Glenalvon ertrug die sicheren Blicke seines Herrn schwer.

»So ist Verrat im Spiele!« gab er kurz zurück und zog die Achseln. »Es heißt, es seien in dieser Nacht vier Rosse gestohlen worden. Man wird den Fall untersuchen, Herr!«

Der Marschalk ward entlassen.

.

Frau Harriet erhob sich. Ihr Auge, das heute früh der Gram verschattet hatte, war leuchtend und froh wie nie zuvor, seit Lord Randolph sie kannte. Und auf ihren Wangen glühte heimliches Rot.

»Ich will schwören,« sagte sie zu ihrem Gemahl, »unser junger Freund wird halten, was er gelobt hat.« – Dann wendete sie sich Norval zu: »Wir sind tief in Euerer Schuld, und ich glaube, Euer Verdienst wird stets größer sein, als daß es unsere Dankbarkeit vergelten kann.«

Überdem wurden auf dem Burghofe Stimmen laut. Hufschläge klangen, und Waffen klirrten.

Der Lord trat auf die Stufen, die aus dem Saale hinabführten.

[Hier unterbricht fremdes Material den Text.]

//! Environment and logging configuration

use serde::{Deserialize, Serialize};
use std::env;

/// Application environment
#[derive(Debug, Clone, Copy, PartialEq, Eq, Default, Deserialize, Serialize)]
#[serde(rename_all = "lowercase")]
pub enum Environment {
    /// Development environment
    #[default]
    Development,
    /// Staging/test environment
    Staging,
    /// Production environment
    Production,
}

impl Environment {
    /// Check if running in production
    pub fn is_production(&self) -> bool {
        matches!(self, Environment::Production)
    }

    /// Check if running in development
    pub fn is_development(&self) -> bool {
        matches!(self, Environment::Development)
    }

    /// Get environment from ENV variable
    pub fn from_env() -> Self {
        env::var("ENVIRONMENT")
            .or_else(|_| env::var("ENV"))
            .unwrap_or_else(|_| String::from("development"))
            .parse()
            .unwrap_or(Environment::Development)
    }
}

impl std::fmt::Display for Environment {
    fn fmt(&self, f: &mut std::fmt::Formatter<'_>) -> std::fmt::Result {
        match self {
            Environment::Development => write!(f, "development"),
            Environment::Staging => write!(f, "staging"),
            Environment::Production => write!(f, "production"),
        }
    }
}

impl std::str::FromStr for Environment {
    type Err = String;

    fn from_str(s: &str) -> Result<Self, Self::Err> {
        match s.to_lowercase().as_str() {
            "development" | "dev" => Ok(Environment::Development),
            "staging" | "stage" | "test" => Ok(Environment::Staging),
            "production" | "prod" => Ok(Environment::Production),
            _ => Err(format!("Invalid environment: {}", s)),
        }
    }
}

/// Logging configuration
#[derive(Debug, Clone, Deserialize, Serialize)]
pub struct LoggingConfig {
    /// Default filter directive (trace, debug, info, warn, error)
    pub level: String,

    /// Log format (json, pretty, compact)
    #[serde(default = "default_log_format")]
    pub format: LogFormat,

    /// Include source location in logs
    #[serde(default)]
    pub source_location: bool,
}

impl Default for LoggingConfig {
    fn default() -> Self {
        Self {
            level: String::from("info"),
            format: default_log_format(),
            source_location: false,
        }
    }
}

impl LoggingConfig {
    /// Create logging config for environment
    pub fn for_environment(env: Environment) -> Self {
        match env {
            Environment::Development => Self {
                level: String::from("debug"),
                format: LogFormat::Pretty,
                source_location: true,
            },
            Environment::Staging => Self {
                level: String::from("info"),
                format: LogFormat::Json,
                source_location: false,
            },
            Environment::Production => Self {
                level: String::from("info"),
                format: LogFormat::Json,
                source_location: false,
            },
        }
    }
}

/// Log format enumeration
#[derive(Debug, Clone, Copy, PartialEq, Eq, Deserialize, Serialize)]
#[serde(rename_all = "lowercase")]
pub enum LogFormat {
    Json,
    Pretty,
    Compact,
}

fn default_log_format() -> LogFormat {
    LogFormat::Pretty
}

»Leute aus meinem Zuge,« rief er durch die Tür zurück. »Sie sind ungeduldig geworden, weil ich mit meinen Befehlen säume. Oder sie bringen Kunde vom Nahen dänischer Schiffe. Wir wollen jetzt in das nahe Lager reiten. Reite mit mir, Norval, du sollst die erwählten Krieger sehen. Wir sind bald wieder hier,« sagte er zu Frau Harriet. »Laß inzwischen ein Mahl bereiten. Wir wollen in dieser Nacht fröhlich sein; denn bald werden wir im Feldlager unser gemeinsames Zelt aufschlagen.«

Da schwangen sie sich in die Sättel und sprengten aus dem Burghof.

Frau Harriet sah ihnen mit glücklichen Augen nach, bis sie im Dunkel des Waldes verschwanden.